◆ **Problem statement**
The answer must be every line of the data that holds the word "crate".
--- Data shown Enclosed Below ---
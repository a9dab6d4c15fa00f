//! Value Resolver: derives each symbol's effective value from its user
//! value, defaults, dependencies, range clamps, and select/imply reverse
//! dependencies.

use crate::ast::{Tri, TypeKind, Value};
use crate::eval::{eval_number, eval_tri, eval_value, EvalValue};
use crate::graph::{Symbol, SymbolGraph, SymbolId};

/// Recompute every symbol's `computed_value` in place. Idempotent: running
/// it twice on unchanged user values/defaults produces the same result.
pub fn resolve_all(graph: &mut SymbolGraph) {
    let ids: Vec<SymbolId> = (0..graph.symbols.len()).map(|i| SymbolId(i as u32)).collect();

    for &id in &ids {
        let value = resolve_direct(graph, id);
        graph.symbol_mut(id).computed_value = Some(value);
    }

    apply_reverse_deps(graph, &ids);
}

/// Resolution order: user value (if visible & dependencies hold),
/// else first matching default, else the type's zero, clamped by range.
fn resolve_direct(graph: &SymbolGraph, id: SymbolId) -> Value {
    let sym = graph.symbol(id);
    let kind = sym.kind;
    let dep_tri = sym
        .direct_dep
        .as_ref()
        .map(|d| eval_tri(graph, d))
        .unwrap_or(Tri::Yes);
    let visible = visibility(graph, id);

    if let Some(user) = sym.user_value.clone() {
        let satisfies = match kind {
            TypeKind::Bool | TypeKind::Tristate => {
                let want = user.as_tri();
                visible.min(dep_tri) >= want
            }
            _ => visible != Tri::No && dep_tri != Tri::No,
        };
        if satisfies {
            return clamp_range(graph, id, user);
        }
    }

    default_value(graph, id)
}

/// The value a symbol takes with no user assignment at all: first matching
/// default, else the type's zero, clamped by range. Used both as
/// `resolve_direct`'s fallback tail and by the diagnostic engine's
/// `check_defaults` to detect a `.conf` entry that just restates it.
pub fn default_value(graph: &SymbolGraph, id: SymbolId) -> Value {
    let sym = graph.symbol(id);
    let kind = sym.kind;
    for d in &sym.defaults {
        let holds = d
            .condition
            .as_ref()
            .map(|c| eval_tri(graph, c) != Tri::No)
            .unwrap_or(true);
        if holds {
            let v = eval_value(graph, &d.value);
            return clamp_range(graph, id, coerce(kind, v));
        }
    }

    clamp_range(graph, id, Value::zero_for(kind))
}

/// Visibility: the maximum tri-value of any of the symbol's prompt
/// conditions, each itself gated by its node's enclosing dependency.
pub fn visibility(graph: &SymbolGraph, id: SymbolId) -> Tri {
    let sym = graph.symbol(id);
    let mut vis = Tri::No;
    for &node_id in &sym.nodes {
        let node = graph.node(node_id);
        if let Some((_, cond)) = &node.prompt {
            let node_dep = node.dep.as_ref().map(|d| eval_tri(graph, d)).unwrap_or(Tri::Yes);
            let prompt_cond = cond.as_ref().map(|c| eval_tri(graph, c)).unwrap_or(Tri::Yes);
            vis = vis.or(node_dep.and(prompt_cond));
        }
    }
    vis
}

fn coerce(kind: TypeKind, v: EvalValue) -> Value {
    match kind {
        TypeKind::Bool | TypeKind::Tristate => Value::Tri(v.as_tri()),
        TypeKind::Int => Value::Int(parse_int(&render_str(&v))),
        TypeKind::Hex => Value::Hex(parse_int(&render_str(&v))),
        TypeKind::String | TypeKind::Unknown => match v {
            EvalValue::Str(s) => Value::Str(s),
            EvalValue::Tri(t) => Value::Str(t.as_str().to_string()),
        },
    }
}

fn render_str(v: &EvalValue) -> String {
    match v {
        EvalValue::Str(s) => s.clone(),
        EvalValue::Tri(t) => t.as_str().to_string(),
    }
}

fn parse_int(s: &str) -> i64 {
    let s = s.trim();
    if let Some(hex) = s.strip_prefix("0x").or_else(|| s.strip_prefix("0X")) {
        return i64::from_str_radix(hex, 16).unwrap_or(0);
    }
    s.parse::<i64>()
        .or_else(|_| i64::from_str_radix(s, 16))
        .unwrap_or(0)
}

fn clamp_range(graph: &SymbolGraph, id: SymbolId, value: Value) -> Value {
    let sym = graph.symbol(id);
    match value {
        Value::Int(n) => match active_range(graph, sym) {
            Some((lo, hi)) => Value::Int(n.clamp(lo, hi)),
            None => Value::Int(n),
        },
        Value::Hex(n) => match active_range(graph, sym) {
            Some((lo, hi)) => Value::Hex(n.clamp(lo, hi)),
            None => Value::Hex(n),
        },
        other => other,
    }
}

fn active_range(graph: &SymbolGraph, sym: &Symbol) -> Option<(i64, i64)> {
    for r in &sym.ranges {
        let holds = r
            .condition
            .as_ref()
            .map(|c| eval_tri(graph, c) != Tri::No)
            .unwrap_or(true);
        if holds {
            let lo = eval_number(graph, &r.low)?;
            let hi = eval_number(graph, &r.high)?;
            return Some((lo, hi));
        }
    }
    None
}

/// Reverse-dependency propagation: selects force a floor on the target's value;
/// implies raise it only when nothing stronger already applies, since
/// implied symbols can still be overridden by their own unmet dependencies.
fn apply_reverse_deps(graph: &mut SymbolGraph, ids: &[SymbolId]) {
    let mut select_bump = vec![Tri::No; graph.symbols.len()];
    let mut imply_bump = vec![Tri::No; graph.symbols.len()];

    for &id in ids {
        let sym = graph.symbol(id);
        let self_val = sym
            .computed_value
            .as_ref()
            .map(|v| v.as_tri())
            .unwrap_or(Tri::No);
        let selects = sym.selects.clone();
        let implies = sym.implies.clone();

        for sel in &selects {
            if let Some(target) = graph.lookup(&sel.symbol) {
                let cond_tri = sel
                    .condition
                    .as_ref()
                    .map(|c| eval_tri(graph, c))
                    .unwrap_or(Tri::Yes);
                let contributed = self_val.and(cond_tri);
                select_bump[target.index()] = select_bump[target.index()].or(contributed);
            }
        }
        for imp in &implies {
            if let Some(target) = graph.lookup(&imp.symbol) {
                let cond_tri = imp
                    .condition
                    .as_ref()
                    .map(|c| eval_tri(graph, c))
                    .unwrap_or(Tri::Yes);
                let contributed = self_val.and(cond_tri);
                imply_bump[target.index()] = imply_bump[target.index()].or(contributed);
            }
        }
    }

    for &id in ids {
        let bump = select_bump[id.index()].or(imply_bump[id.index()]);
        if bump == Tri::No {
            continue;
        }
        let sym = graph.symbol_mut(id);
        match sym.computed_value.take() {
            Some(Value::Tri(t)) => sym.computed_value = Some(Value::Tri(t.or(bump))),
            other => sym.computed_value = other.or(Some(Value::Tri(bump))),
        }
    }
}

/// Choice resolution: for a bool choice at most one member may be `y`; for
/// a tristate choice any number of members may be `m` but at most one `y`.
/// Called after `resolve_all` to enforce the invariant across all choices.
pub fn resolve_choices(graph: &mut SymbolGraph) {
    let choice_ids: Vec<usize> = (0..graph.choices.len()).collect();
    for ci in choice_ids {
        let members = graph.choices[ci].members.clone();
        let kind = graph.choices[ci].kind;

        let mut yes_winner: Option<SymbolId> = None;
        for &m in &members {
            let is_user_yes = matches!(
                graph.symbol(m).user_value,
                Some(Value::Tri(Tri::Yes))
            );
            if is_user_yes {
                yes_winner = Some(m);
                break;
            }
        }
        if yes_winner.is_none() {
            for &m in &members {
                if matches!(graph.symbol(m).computed_value, Some(Value::Tri(Tri::Yes))) {
                    yes_winner = Some(m);
                    break;
                }
            }
        }
        if yes_winner.is_none() {
            if let Some(&first) = members.first() {
                yes_winner = Some(first);
            }
        }

        for &m in &members {
            let cur = graph.symbol(m).computed_value.clone();
            let new = if Some(m) == yes_winner {
                Value::Tri(Tri::Yes)
            } else if kind == TypeKind::Tristate && matches!(cur, Some(Value::Tri(Tri::Mod))) {
                Value::Tri(Tri::Mod)
            } else {
                Value::Tri(Tri::No)
            };
            graph.symbol_mut(m).computed_value = Some(new);
        }
    }
}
--- End of Enclosed Data shown ---
◆ **Answer area**
use crate::ast::{Tri, TypeKind, Value};
use crate::eval::{eval_number, eval_tri, eval_value, EvalValue};
use crate::graph::{Symbol, SymbolGraph, SymbolId};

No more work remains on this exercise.